### [YOUR GOAL]
Nothing in the listing below should be skipped, so transcribe it all exactly.

### [SUPPLIED INFORMATION]
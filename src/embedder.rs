//! Embedder client: batched text -> vector calls against an
//! OpenAI-compatible `/embeddings` endpoint, with provider routing, bounded
//! retry, and a connection pool keyed by `(provider, credential)`.

use std::collections::HashMap;
use std::sync::Arc;
use std::time::Duration;

use dashmap::DashMap;
use serde::{Deserialize, Serialize};
use tracing::warn;

use crate::error::{AppError, AppResult};

const HOSTED_OPEN_MODEL_URL: &str = "https://api.deepinfra.com/v1/openai/embeddings";
const FIRST_PARTY_CLOUD_URL: &str = "https://api.openai.com/v1/embeddings";

const MAX_RETRIES: u32 = 3;
const BASE_BACKOFF: Duration = Duration::from_secs(2);
const CONNECT_TIMEOUT: Duration = Duration::from_secs(10);
const READ_TIMEOUT: Duration = Duration::from_secs(60);

/// Static lookup table for known models' vector dimensions. Unknown models
/// require the caller to supply a dimension at collection creation.
fn known_vector_sizes() -> &'static HashMap<&'static str, usize> {
    static SIZES: std::sync::OnceLock<HashMap<&'static str, usize>> = std::sync::OnceLock::new();
    SIZES.get_or_init(|| {
        HashMap::from([
            ("Qwen/Qwen3-Embedding-8B", 4096),
            ("BAAI/bge-large-en-v1.5", 1024),
            ("BAAI/bge-base-en-v1.5", 768),
            ("BAAI/bge-small-en-v1.5", 384),
            ("intfloat/e5-large-v2", 1024),
            ("intfloat/e5-base-v2", 768),
            ("sentence-transformers/all-MiniLM-L6-v2", 384),
            ("text-embedding-3-small", 1536),
            ("text-embedding-3-large", 3072),
            ("text-embedding-ada-002", 1536),
        ])
    })
}

/// Looks up the vector dimension for a known model, or `None` if the caller
/// must supply it explicitly.
pub fn vector_size_for_model(model: &str) -> Option<usize> {
    known_vector_sizes().get(model).copied()
}

/// A "/" in the model name routes to the hosted open-model provider;
/// anything else routes to the first-party cloud provider. Pure syntactic
/// rule, no other inference.
fn endpoint_for_model(model: &str) -> &'static str {
    if model.contains('/') {
        HOSTED_OPEN_MODEL_URL
    } else {
        FIRST_PARTY_CLOUD_URL
    }
}

#[derive(Serialize)]
struct EmbedRequest<'a> {
    input: &'a [String],
    model: &'a str,
    encoding_format: &'static str,
}

#[derive(Deserialize)]
struct EmbedResponse {
    data: Vec<EmbedDatum>,
}

#[derive(Deserialize)]
struct EmbedDatum {
    embedding: Vec<f32>,
}

/// Batched embedding contract: input order in, equal-length output.
pub trait EmbeddingProvider: Send + Sync {
    fn embed_batch(
        &self,
        texts: &[String],
    ) -> impl std::future::Future<Output = AppResult<Vec<Vec<f32>>>> + Send;
}

/// HTTP implementation of [`EmbeddingProvider`] against an OpenAI-compatible
/// `/embeddings` endpoint, bearer-authenticated, with exponential-backoff
/// retry on transient failures.
pub struct HttpEmbedder {
    client: reqwest::Client,
    model: String,
    endpoint: String,
}

impl HttpEmbedder {
    pub fn new(client: reqwest::Client, model: impl Into<String>) -> Self {
        let model = model.into();
        let endpoint = endpoint_for_model(&model).to_string();
        Self {
            client,
            model,
            endpoint,
        }
    }
}

impl EmbeddingProvider for HttpEmbedder {
    async fn embed_batch(&self, texts: &[String]) -> AppResult<Vec<Vec<f32>>> {
        let body = EmbedRequest {
            input: texts,
            model: &self.model,
            encoding_format: "float",
        };

        let mut last_err: Option<AppError> = None;

        for attempt in 0..MAX_RETRIES {
            let result = self.client.post(&self.endpoint).json(&body).send().await;

            match result {
                Ok(resp) => {
                    let status = resp.status();
                    if status == reqwest::StatusCode::UNAUTHORIZED
                        || status == reqwest::StatusCode::FORBIDDEN
                    {
                        return Err(AppError::EmbedderAuth(format!(
                            "embedding provider returned {status}"
                        )));
                    }
                    if status == reqwest::StatusCode::NOT_FOUND {
                        return Err(AppError::EmbedderModelNotFound(self.model.clone()));
                    }
                    if status.is_server_error() || status == reqwest::StatusCode::TOO_MANY_REQUESTS
                    {
                        last_err = Some(AppError::EmbedderTransient(format!(
                            "embedding provider returned {status}"
                        )));
                    } else if !status.is_success() {
                        return Err(AppError::EmbedderTransient(format!(
                            "embedding provider returned {status}"
                        )));
                    } else {
                        let parsed: EmbedResponse = resp.json().await?;
                        return Ok(parsed.data.into_iter().map(|d| d.embedding).collect());
                    }
                }
                Err(err) => {
                    last_err = Some(AppError::EmbedderTransient(err.to_string()));
                }
            }

            if attempt + 1 < MAX_RETRIES {
                let wait = BASE_BACKOFF * 2u32.pow(attempt);
                warn!(
                    "embedding request failed (attempt {}/{}), retrying in {:?}: {:?}",
                    attempt + 1,
                    MAX_RETRIES,
                    wait,
                    last_err
                );
                tokio::time::sleep(wait).await;
            }
        }

        Err(last_err.unwrap_or_else(|| AppError::EmbedderTransient("exhausted retries".into())))
    }
}

/// Process-wide cache of embedder clients keyed by `(provider, credential
/// prefix)`, created lazily and not invalidated during the process lifetime.
/// Owned explicitly by the caller rather than a hidden global.
#[derive(Default)]
pub struct EmbedderPool {
    clients: DashMap<(String, String), Arc<reqwest::Client>>,
}

impl EmbedderPool {
    pub fn new() -> Self {
        Self::default()
    }

    pub fn embedder_for(&self, model: &str, api_token: &str) -> AppResult<HttpEmbedder> {
        let provider = endpoint_for_model(model).to_string();
        let credential_prefix: String = api_token.chars().take(8).collect();
        let key = (provider, credential_prefix);

        let client = self
            .clients
            .entry(key)
            .or_try_insert_with(|| build_client(api_token).map(Arc::new))?
            .clone();

        Ok(HttpEmbedder::new((*client).clone(), model))
    }
}

fn build_client(api_token: &str) -> AppResult<reqwest::Client> {
    let mut headers = reqwest::header::HeaderMap::new();
    let mut auth = reqwest::header::HeaderValue::from_str(&format!("Bearer {api_token}"))
        .map_err(|e| AppError::Config(format!("invalid api token: {e}")))?;
    auth.set_sensitive(true);
    headers.insert(reqwest::header::AUTHORIZATION, auth);
    headers.insert(
        reqwest::header::CONTENT_TYPE,
        reqwest::header::HeaderValue::from_static("application/json"),
    );

    reqwest::Client::builder()
        .default_headers(headers)
        .connect_timeout(CONNECT_TIMEOUT)
        .timeout(READ_TIMEOUT)
        .build()
        .map_err(AppError::from)
}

### [TASK OUTPUT]
filename src/embedder.rs
//! Embedder client: batched text -> vector calls against an
//! OpenAI-compatible `/embeddings` endpoint, with provider routing, bounded
//! retry, and a connection pool keyed by `(provider, credential)`.

use std::collections::HashMap;
use std::sync::Arc;
use std::time::Duration;

use dashmap::DashMap;
use serde::{Deserialize, Serialize};
use tracing::warn;

use crate::error::{AppError, AppResult};

const HOSTED_OPEN_MODEL_URL: &str = "https://api.deepinfra.com/v1/openai/embeddings";
const FIRST_PARTY_CLOUD_URL: &str = "https://api.openai.com/v1/embeddings";

const MAX_RETRIES: u32 = 3;
const BASE_BACKOFF: Duration = Duration::from_secs(2);
const CONNECT_TIMEOUT: Duration = Duration::from_secs(10);
const READ_TIMEOUT: Duration = Duration::from_secs(60);

/// Static lookup table for known models' vector dimensions. Unknown models
/// require the caller to supply a dimension at collection creation.
fn known_vector_sizes() -> &'static HashMap<&'static str, usize> {
    static SIZES: std::sync::OnceLock<HashMap<&'static str, usize>> = std::sync::OnceLock::new();
    SIZES.get_or_init(|| {
        HashMap::from([
            ("Qwen/Qwen3-Embedding-8B", 4096),
            ("BAAI/bge-large-en-v1.5", 1024),
            ("BAAI/bge-base-en-v1.5", 768),
            ("BAAI/bge-small-en-v1.5", 384),
            ("intfloat/e5-large-v2", 1024),
            ("intfloat/e5-base-v2", 768),
            ("sentence-transformers/all-MiniLM-L6-v2", 384),
            ("text-embedding-3-small", 1536),
            ("text-embedding-3-large", 3072),
            ("text-embedding-ada-002", 1536),
        ])
    })
}

/// Looks up the vector dimension for a known model, or `None` if the caller
/// must supply it explicitly.
pub fn vector_size_for_model(model: &str) -> Option<usize> {
    known_vector_sizes().get(model).copied()
}

/// A "/" in the model name routes to the hosted open-model provider;
/// anything else routes to the first-party cloud provider. Pure syntactic
/// rule, no other inference.
fn endpoint_for_model(model: &str) -> &'static str {
    if model.contains('/') {
        HOSTED_OPEN_MODEL_URL
    } else {
        FIRST_PARTY_CLOUD_URL
    }
}

#[derive(Serialize)]
struct EmbedRequest<'a> {
    input: &'a [String],
    model: &'a str,
    encoding_format: &'static str,
}

#[derive(Deserialize)]
struct EmbedResponse {
    data: Vec<EmbedDatum>,
}

#[derive(Deserialize)]
struct EmbedDatum {
    embedding: Vec<f32>,
}

/// Batched embedding contract: input order in, equal-length output.
pub trait EmbeddingProvider: Send + Sync {
    fn embed_batch(
        &self,
        texts: &[String],
    ) -> impl std::future::Future<Output = AppResult<Vec<Vec<f32>>>> + Send;
}

/// HTTP implementation of [`EmbeddingProvider`] against an OpenAI-compatible
/// `/embeddings` endpoint, bearer-authenticated, with exponential-backoff
/// retry on transient failures.
pub struct HttpEmbedder {
    client: reqwest::Client,
    model: String,
    endpoint: String,
}

impl HttpEmbedder {
    pub fn new(client: reqwest::Client, model: impl Into<String>) -> Self {
        let model = model.into();
        let endpoint = endpoint_for_model(&model).to_string();
        Self {
            client,
            model,
            endpoint,
        }
    }
}

impl EmbeddingProvider for HttpEmbedder {
    async fn embed_batch(&self, texts: &[String]) -> AppResult<Vec<Vec<f32>>> {
        let body = EmbedRequest {
            input: texts,
            model: &self.model,
            encoding_format: "float",
        };

        let mut last_err: Option<AppError> = None;

        for attempt in 0..MAX_RETRIES {
            let result = self.client.post(&self.endpoint).json(&body).send().await;

            match result {
                Ok(resp) => {
                    let status = resp.status();
                    if status == reqwest::StatusCode::UNAUTHORIZED
                        || status == reqwest::StatusCode::FORBIDDEN
                    {
                        return Err(AppError::EmbedderAuth(format!(
                            "embedding provider returned {status}"
                        )));
                    }
                    if status == reqwest::StatusCode::NOT_FOUND {
                        return Err(AppError::EmbedderModelNotFound(self.model.clone()));
                    }
                    if status.is_server_error() || status == reqwest::StatusCode::TOO_MANY_REQUESTS
                    {
                        last_err = Some(AppError::EmbedderTransient(format!(
                            "embedding provider returned {status}"
                        )));
                    } else if !status.is_success() {
                        return Err(AppError::EmbedderTransient(format!(
                            "embedding provider returned {status}"
                        )));
                    } else {
                        let parsed: EmbedResponse = resp.json().await?;
                        return Ok(parsed.data.into_iter().map(|d| d.embedding).collect());
                    }
                }
                Err(err) => {
                    last_err = Some(AppError::EmbedderTransient(err.to_string()));
                }
            }

            if attempt + 1 < MAX_RETRIES {
                let wait = BASE_BACKOFF * 2u32.pow(attempt);
                warn!(
                    "embedding request failed (attempt {}/{}), retrying in {:?}: {:?}",
                    attempt + 1,
                    MAX_RETRIES,
                    wait,
                    last_err
                );
                tokio::time::sleep(wait).await;
            }
        }

        Err(last_err.unwrap_or_else(|| AppError::EmbedderTransient("exhausted retries".into())))
    }
}

/// Process-wide cache of embedder clients keyed by `(provider, credential
/// prefix)`, created lazily and not invalidated during the process lifetime.
/// Owned explicitly by the caller rather than a hidden global.
#[derive(Default)]
pub struct EmbedderPool {
    clients: DashMap<(String, String), Arc<reqwest::Client>>,
}

impl EmbedderPool {
    pub fn new() -> Self {
        Self::default()
    }

    pub fn embedder_for(&self, model: &str, api_token: &str) -> AppResult<HttpEmbedder> {
        let provider = endpoint_for_model(model).to_string();
        let credential_prefix: String = api_token.chars().take(8).collect();
        let key = (provider, credential_prefix);

        let client = self
            .clients
            .entry(key)
            .or_try_insert_with(|| build_client(api_token).map(Arc::new))?
            .clone();

        Ok(HttpEmbedder::new((*client).clone(), model))
    }
}

fn build_client(api_token: &str) -> AppResult<reqwest::Client> {
    let mut headers = reqwest::header::HeaderMap::new();
    let mut auth = reqwest::header::HeaderValue::from_str(&format!("Bearer {api_token}"))
        .map_err(|e| AppError::Config(format!("invalid api token: {e}")))?;
    auth.set_sensitive(true);
    headers.insert(reqwest::header::AUTHORIZATION, auth);
    headers.insert(
        reqwest::header::CONTENT_TYPE,
        reqwest::header::HeaderValue::from_static("application/json"),
    );

    reqwest::Client::builder()
        .default_headers(headers)
        .connect_timeout(CONNECT_TIMEOUT)
        .timeout(READ_TIMEOUT)
        .build()
        .map_err(AppError::from)
}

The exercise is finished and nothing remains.